Transcribe every record that appears below, exactly and in full.

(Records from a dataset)
::::::::

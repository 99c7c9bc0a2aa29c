// Inflectional codes (`ms`, `fp`, `P3s`, ...) and their compatibility test.

use unitex_core::dela::DelaEntry;

/// The inflectional codes of an entry or a pattern, e.g. `:ms:mp`.
#[derive(Debug, Clone, Default, PartialEq, Eq, Hash)]
pub struct FlexionalCode {
    codes: Vec<String>,
}

impl FlexionalCode {
    pub fn new(codes: Vec<String>) -> Self {
        Self { codes }
    }

    pub fn from_entry(entry: &DelaEntry) -> Self {
        Self::new(entry.inflectional_codes.clone())
    }

    pub fn codes(&self) -> &[String] {
        &self.codes
    }

    pub fn is_empty(&self) -> bool {
        self.codes.is_empty()
    }

    /// `self` (an entry's codes) is compatible with `pattern` if the pattern
    /// is empty, or if some pattern code has all its characters in some code
    /// of `self`: `ms:fs` is compatible with `m`, `mp` is not compatible
    /// with `s`.
    pub fn is_compatible(&self, pattern: &FlexionalCode) -> bool {
        if pattern.is_empty() {
            return true;
        }
        self.codes
            .iter()
            .any(|code| pattern.codes.iter().any(|p| chars_included(p, code)))
    }
}

/// Every character of `pattern` occurs in `code`. Order does not matter.
pub fn chars_included(pattern: &str, code: &str) -> bool {
    pattern.chars().all(|c| code.contains(c))
}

::::::::

* _EXPECTED OUTPUT_
repository 99c7c9bc0a2aa29c
// Inflectional codes (`ms`, `fp`, `P3s`, ...) and their compatibility test.

use unitex_core::dela::DelaEntry;

/// The inflectional codes of an entry or a pattern, e.g. `:ms:mp`.
#[derive(Debug, Clone, Default, PartialEq, Eq, Hash)]
pub struct FlexionalCode {
    codes: Vec<String>,
}

impl FlexionalCode {
    pub fn new(codes: Vec<String>) -> Self {
        Self { codes }
    }

    pub fn from_entry(entry: &DelaEntry) -> Self {
        Self::new(entry.inflectional_codes.clone())
    }

    pub fn codes(&self) -> &[String] {
        &self.codes
    }

    pub fn is_empty(&self) -> bool {
        self.codes.is_empty()
    }

    /// `self` (an entry's codes) is compatible with `pattern` if the pattern
    /// is empty, or if some pattern code has all its characters in some code
    /// of `self`: `ms:fs` is compatible with `m`, `mp` is not compatible
    /// with `s`.
    pub fn is_compatible(&self, pattern: &FlexionalCode) -> bool {
        if pattern.is_empty() {
            return true;
        }
        self.codes
            .iter()
            .any(|code| pattern.codes.iter().any(|p| chars_included(p, code)))
    }
}

/// Every character of `pattern` occurs in `code`. Order does not matter.
pub fn chars_included(pattern: &str, code: &str) -> bool {
    pattern.chars().all(|c| code.contains(c))
}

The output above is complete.